Hi, I tried to use Visual Profiler today, but I found I cannot understand the report from Profiler, can anyone help me?
I have a small code, to only test the timing of memory copy:
TIMER_LOGGER_BEGIN("api novector memory benchmark");
unsigned int number = 1024 * 1024 / 4 * 100; // 100 MB
size_t size = number * sizeof(float);
unsigned int sizeInMB = size / 1024 / 1024;
float* seqFloat = (float*)malloc(size);
memset(seqFloat, 0, size);
float* devMem = 0;
cudaSetDevice(0);
TIMER_LOGGER_NEXT("scatter with api novector directly malloc of " + boost::lexical_cast<string>(sizeInMB) + " MB");
cudaError_t retMalloc = cudaMalloc((void**)&devMem, size);
cudaThreadSynchronize();
TIMER_LOGGER_NEXT("scatter with api novector directly #1 of " + boost::lexical_cast<string>(sizeInMB) + " MB");
cudaError_t retMemcpy = cudaMemcpy(devMem, seqFloat, size, cudaMemcpyHostToDevice);
cudaThreadSynchronize();
TIMER_LOGGER_NEXT("scatter with api novector directly #2 of " + boost::lexical_cast<string>(sizeInMB) + " MB");
cudaError_t ret2 = cudaMemcpy(devMem, seqFloat, size, cudaMemcpyHostToDevice);
cudaThreadSynchronize();
TIMER_LOGGER_NEXT("scatter with api novector directly #3 of " + boost::lexical_cast<string>(sizeInMB) + " MB");
cudaError_t ret3 = cudaMemcpy(devMem, seqFloat, size, cudaMemcpyHostToDevice);
cudaThreadSynchronize();
TIMER_LOGGER_NEXT("scatter with api novector directly finished");
cudaError_t retFree = cudaFree(devMem);
cudaThreadSynchronize();
free(seqFloat);
//cout << retMemcpy << endl;
BOOST_CHECK(retMalloc == cudaSuccess);
BOOST_CHECK(retMemcpy == cudaSuccess);
BOOST_CHECK(retFree == cudaSuccess);
TIMER_LOGGER_END();
TIMER_LOGGER_DUMP_LOG();
The timer logger is a time measure of our own, and when I run this code, it report:
Running 1 test case...
api novector memory benchmark 0.221
scatter with api novector directly malloc of 100 MB 0.046
scatter with api novector directly #1 of 100 MB 0.121
scatter with api novector directly #2 of 100 MB 0.122
scatter with api novector directly #3 of 100 MB 0.114
scatter with api novector directly finished 0.012
which means the malloc took 0.046s, and memory copy took around 0.120s (Vista+8600+CUDA2.0)
But when I run this test program from Profiler, I got strange report:
# method GPU Time
1 memcopy 46170.8
2 memcopy 47152.1
3 memcopy 47688.4
I want to know two things:
-
what’s the time unit of Profiler?
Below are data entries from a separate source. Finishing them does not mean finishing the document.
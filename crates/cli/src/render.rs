//! Plain-text rendering of simulator results.

use pagewalk::common::addr::format_binary;
use pagewalk::core::mmu::{Fill, TlbAccess};
use pagewalk::core::paging::AccessOutcome;
use pagewalk::{FrameTable, Tlb, TranslationResult, VirtAddr};

pub fn decomposition(vaddr: VirtAddr) {
    let ix = vaddr.indices();
    println!("Virtual Address: {}", vaddr);
    println!("Binary (48-bit): {}", format_binary(vaddr.val()));
    println!("                 L1        L2        L3        L4        Offset");
    println!();
    println!("  Bits 47-39  L1 (PML4) index  {:>4}  {:#05x}", ix.l1, ix.l1);
    println!("  Bits 38-30  L2 (PDPT) index  {:>4}  {:#05x}", ix.l2, ix.l2);
    println!("  Bits 29-21  L3 (PD)   index  {:>4}  {:#05x}", ix.l3, ix.l3);
    println!("  Bits 20-12  L4 (PT)   index  {:>4}  {:#05x}", ix.l4, ix.l4);
    println!("  Bits 11-0   offset           {:>4}  {:#05x}", ix.offset, ix.offset);
    println!();
    println!("  VPN = {:#x}", vaddr.vpn());
}

pub fn translation(result: &TranslationResult) {
    let ix = result.indices;
    println!();
    println!("ADDRESS TRANSLATION (pid {})", result.pid);
    println!("==========================");
    println!("Virtual Address:  {}", result.vaddr);
    println!("  VPN:    {:#x}", result.vaddr.vpn());
    println!("  Offset: {:#05x}", ix.offset);
    println!(
        "  Walk:   L1[{}] -> L2[{}] -> L3[{}] -> L4[{}]",
        ix.l1, ix.l2, ix.l3, ix.l4
    );
    println!();

    match (result.paddr, &result.failure) {
        (Some(paddr), _) => {
            let pfn = paddr.pfn();
            println!("Physical Address: {}", paddr);
            println!("  PFN:    {:#x}", pfn);
            println!(
                "  = ({:#x} << 12) | {:#05x} = {:#x}",
                pfn,
                ix.offset,
                paddr.val()
            );
        }
        (None, Some(reason)) => {
            println!("Physical Address: UNAVAILABLE");
            println!("  Error: {}", reason);
        }
        (None, None) => println!("Physical Address: UNAVAILABLE"),
    }
    println!();
}

pub fn tlb_access(access: &TlbAccess) {
    match access.fill {
        None => println!("[TLB HIT]  VPN {:#x} -> PFN {:#x}", access.vpn, access.pfn),
        Some(fill) => {
            let note = match fill {
                Fill::Translated => "",
                Fill::Simulated => " (simulated)",
            };
            println!("[TLB MISS] VPN {:#x} not found", access.vpn);
            println!(
                "[TLB INSERT] VPN {:#x} -> PFN {:#x}{}",
                access.vpn, access.pfn, note
            );
        }
    }
}

pub fn tlb_status(tlb: &Tlb) {
    println!();
    println!(
        "TLB STATUS ({} entries, {} replacement)",
        tlb.capacity(),
        tlb.policy()
    );
    println!("{}", "=".repeat(64));
    println!("INDEX   VPN              PFN              VALID  LAST ACCESS");
    println!("{}", "-".repeat(64));
    for (i, e) in tlb.entries().iter().enumerate() {
        if e.valid {
            println!(
                "{:<7} {:<16} {:<16} YES    {}",
                i,
                format!("{:#x}", e.vpn),
                format!("{:#x}", e.pfn),
                e.last_access
            );
        } else {
            println!("{:<7} (empty)          -                NO     -", i);
        }
    }
    println!("{}", "-".repeat(64));
    println!();
    println!("Hits:           {}", tlb.hits());
    println!("Misses:         {}", tlb.misses());
    println!("Total Accesses: {}", tlb.total_accesses());
    println!("Hit Rate:       {:.2}%", tlb.hit_rate());
}

pub fn page_access(vpn: u64, outcome: &AccessOutcome) {
    match *outcome {
        AccessOutcome::Hit { frame } => {
            println!("[PAGE HIT]   VPN {:#x} found in frame {}", vpn, frame)
        }
        AccessOutcome::Fault {
            frame,
            evicted: Some(old),
        } => println!(
            "[PAGE FAULT] VPN {:#x} not in memory, evicted VPN {:#x} from frame {}",
            vpn, old, frame
        ),
        AccessOutcome::Fault {
            frame,
            evicted: None,
        } => println!(
            "[PAGE FAULT] VPN {:#x} not in memory, loaded into frame {}",
            vpn, frame
        ),
    }
}

pub fn frame_table(table: &FrameTable) {
    println!();
    println!(
        "PAGING STATUS ({} frames, {} replacement)",
        table.frame_count(),
        table.policy()
    );
    println!("{}", "=".repeat(48));
    println!("FRAME  VPN          LOADED  LAST ACCESS  REF");
    println!("{}", "-".repeat(48));
    for (i, f) in table.frames().iter().enumerate() {
        match f.vpn {
            Some(vpn) => println!(
                "{:<6} {:<12} {:<7} {:<12} {}",
                i,
                format!("{:#x}", vpn),
                f.loaded_at,
                f.last_access,
                u8::from(f.referenced)
            ),
            None => println!("{:<6} (empty)      -       -            -", i),
        }
    }
    println!("{}", "-".repeat(48));
    println!();
    println!("Page Hits:   {}", table.hits());
    println!("Page Faults: {}", table.faults());
    println!("Hit Rate:    {:.1}%", table.hit_rate());
}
Because I cannot match this result to my time logger output, they are too different.
-
why the time became more longer? in Profiler report, #1 < #2 < #3, and it’s always like this no matter how many time I ran it. But in my time logger report, the time differs, sometimes, #2 is the longest, sometimes, others.
If I change the data block to 1 MB, we can see the strange things more clearly:
Running 1 test case...
api novector memory benchmark 0.032
scatter with api novector directly malloc of 1 MB 0.033
scatter with api novector directly #1 of 1 MB 0.002
scatter with api novector directly #2 of 1 MB 0.001
scatter with api novector directly #3 of 1 MB 0.001
scatter with api novector directly finished 0.000
and here is the Profiler output:
# method GPU Time
1 memcopy 463.328
2 memcopy 932.896
3 memcopy 934.016
see it? the #2 uses 2 times time as #1, this is very strange.